Sistema da dívida transfere renda dos mais pobres para os mais ricos
Em live promovida no canal da Auditoria Cidadã da Dívida no Youtube para apresentar o gráfico compartilhado por Márcio Pochmann, a coordenadora nacional da entidade, Maria Luiza Fattorelli, ao lado do economista Rodrigo Ávila, explicou como o serviço da dívida se tornou o maior gasto público do Governo Federal, beneficiando principalmente bancos e grandes rentistas.
“O Tribunal de Contas da União já declarou, em audiência pública no Senado, que a dívida interna federal não tem contrapartida em investimentos”, afirmou a economista. “Se a dívida não tem servido para investimentos, para quem tem servido? E quem paga a conta?”
“Quem paga a conta é o trabalhador, que nasceu em um dos países mais ricos do planeta e está aí vivendo essa escassez”, prosseguiu Fattorelli. “Paga através de um modelo tributário injusto, onde os mais pobres e a classe trabalhadora pagam mais. Paga com a subtração de direitos – quantas contrarreformas nós temos tido para reduzir direitos da sociedade? E paga com a perda de patrimônio público em privatizações levianas.”
Os recursos públicos não são empregados em investimentos porque estes foram congelados por 20 anos pela emenda constitucional 95, de Michel Temer. A medida, adotada a partir de 2017, impôs um teto de gastos para despesas com direitos sociais constitucionais representados nas funções finalísticas de políticas públicas de saúde e educação e nos elementos de despesas como pessoal e custeio da máquina. Mas os juros da dívida, também considerados gastos correntes, foram poupados desse corte.

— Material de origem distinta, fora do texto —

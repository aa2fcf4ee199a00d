//! Time utilities: local wall-clock parsing and timezone conversion.
//!
//! The engines work on naive local times; conversion to UTC only happens at
//! the edges (calendar export, "now" lookup).

use anyhow::{Context, Result, anyhow};
use chrono::{DateTime, NaiveDate, NaiveDateTime, TimeZone, Utc};
use chrono_tz::Tz;

const LOCAL_FORMATS: [&str; 4] = [
    "%Y-%m-%dT%H:%M:%S%.f",
    "%Y-%m-%dT%H:%M",
    "%Y-%m-%d %H:%M:%S",
    "%Y-%m-%d %H:%M",
];

pub fn parse_tz(tz: &str) -> Result<Tz> {
    tz.parse().map_err(|_| anyhow!("invalid timezone: {tz}"))
}

/// Parse an ISO-8601-ish local timestamp. An explicit offset (`Z`,
/// `+02:00`) is accepted and dropped; a bare date means midnight.
pub fn parse_local_datetime(s: &str) -> Result<NaiveDateTime> {
    let s = s.trim();
    for fmt in LOCAL_FORMATS {
        if let Ok(ndt) = NaiveDateTime::parse_from_str(s, fmt) {
            return Ok(ndt);
        }
    }
    if let Ok(dt) = DateTime::parse_from_rfc3339(s) {
        return Ok(dt.naive_local());
    }
    let date = NaiveDate::parse_from_str(s, "%Y-%m-%d")
        .with_context(|| format!("invalid datetime '{s}' (expected YYYY-MM-DDTHH:MM[:SS])"))?;
    Ok(date.and_time(chrono::NaiveTime::MIN))
}

/// Interpret `local` as wall-clock time in `tz`, returning UTC.
pub fn local_to_utc(local: NaiveDateTime, tz: Tz) -> Result<DateTime<Utc>> {
    let local_dt = tz
        .from_local_datetime(&local)
        .earliest()
        .ok_or_else(|| anyhow!("nonexistent local time (DST gap?): {local} {tz}"))?;
    Ok(local_dt.with_timezone(&Utc))
}

/// Current wall-clock time in `tz`.
pub fn now_in(tz: Tz) -> NaiveDateTime {
    Utc::now().with_timezone(&tz).naive_local()
}
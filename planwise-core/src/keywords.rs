//! Keyword tables driving the extraction engine.
//!
//! Tables are ordered lists of `(tag, words)` pairs. Lookups walk them in
//! declaration order, so the first (or highest-scoring, ties going to the
//! earlier entry) tag wins.

use crate::task::{Category, Priority};

/// A numeric-plus-unit duration phrase, e.g. "2 hours".
#[derive(Debug, Clone, PartialEq, Eq)]
pub struct DurationRule {
    /// Accepted unit spellings (matched case-insensitively).
    pub units: Vec<String>,
    /// Minutes per unit.
    pub multiplier: i64,
}

impl DurationRule {
    pub fn new(units: &[&str], multiplier: i64) -> Self {
        Self {
            units: owned(units),
            multiplier,
        }
    }
}

#[derive(Debug, Clone, PartialEq, Eq)]
pub struct KeywordTables {
    /// High, Medium, Low. Medium words are only stripped from titles.
    pub priority: Vec<(Priority, Vec<String>)>,
    /// Energy levels 1..=5, checked in ascending order.
    pub energy: Vec<(u8, Vec<String>)>,
    /// Matched against whole tokens, not substrings.
    pub category: Vec<(Category, Vec<String>)>,
    /// Evaluated in order; the first rule matching anywhere wins.
    pub durations: Vec<DurationRule>,
}

fn owned(words: &[&str]) -> Vec<String> {
    words.iter().map(|w| w.to_string()).collect()
}

impl Default for KeywordTables {
    fn default() -> Self {
        Self {
            priority: vec![
                (
                    Priority::High,
                    owned(&["urgent", "asap", "immediately", "important", "critical", "high priority"]),
                ),
                (Priority::Medium, owned(&["should", "moderate", "medium priority"])),
                (
                    Priority::Low,
                    owned(&["whenever", "not urgent", "low priority", "someday"]),
                ),
            ],
            energy: vec![
                (1, owned(&["simple", "quick", "easy", "light", "small"])),
                (2, owned(&["moderate", "medium", "average"])),
                (3, owned(&["standard", "normal", "regular"])),
                (4, owned(&["challenging", "complex", "difficult", "hard"])),
                (5, owned(&["intense", "exhausting", "demanding", "tough"])),
            ],
            category: vec![
                (
                    Category::Work,
                    owned(&["work", "job", "meeting", "email", "report", "project", "presentation"]),
                ),
                (
                    Category::Study,
                    owned(&["study", "homework", "assignment", "read", "learn", "research", "exam", "quiz"]),
                ),
                (
                    Category::Personal,
                    owned(&["call", "buy", "shop", "clean", "organize", "family", "friend"]),
                ),
                (
                    Category::Health,
                    owned(&["gym", "workout", "run", "exercise", "yoga", "meditate", "doctor"]),
                ),
            ],
            durations: vec![
                DurationRule::new(&["minute", "minutes", "min", "mins"], 1),
                DurationRule::new(&["hour", "hours", "hr", "hrs"], 60),
                DurationRule::new(&["day", "days"], 1440),
            ],
        }
    }
}

impl KeywordTables {
    pub fn priority_words(&self, priority: Priority) -> &[String] {
        self.priority
            .iter()
            .find(|(p, _)| *p == priority)
            .map(|(_, words)| words.as_slice())
            .unwrap_or(&[])
    }

    /// Every priority and energy word; these are removed from titles.
    pub fn metadata_words(&self) -> Vec<&str> {
        self.priority
            .iter()
            .flat_map(|(_, words)| words.iter())
            .chain(self.energy.iter().flat_map(|(_, words)| words.iter()))
            .map(|w| w.as_str())
            .filter(|w| !w.trim().is_empty())
            .collect()
    }
}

Fattorelli, que há mais de 20 anos comanda a entidade, defende que a explosão do crescimento da Dívida Pública Federal em 2021 foi causada por quatro elementos: juros elevados, emissão excessiva de títulos da dívida pública federal, a ação de mecanismos do sistema da dívida pública e a “falácia da rolagem da dívida”.
“Quando o governo toma um empréstimo, ele está fazendo uma opção política sobre o que fazer com o dinheiro: investir na sociedade ou pagar uma dívida repleta de ilegitimidades, que jamais foi auditada com a participação da sociedade”, afirma documento da ACD assinado por Maria Lucia Fattorelli e Rodrigo Ávila.
“A centralidade da dívida pública é inegável, pois essa dívida está por trás de todas as contrarreformas, teto e corte de gastos, insanas privatizações, funcionando como um dos principais pilares do modelo econômico produtor de escassez em nosso rico Brasil”, conclui o relatório da entidade.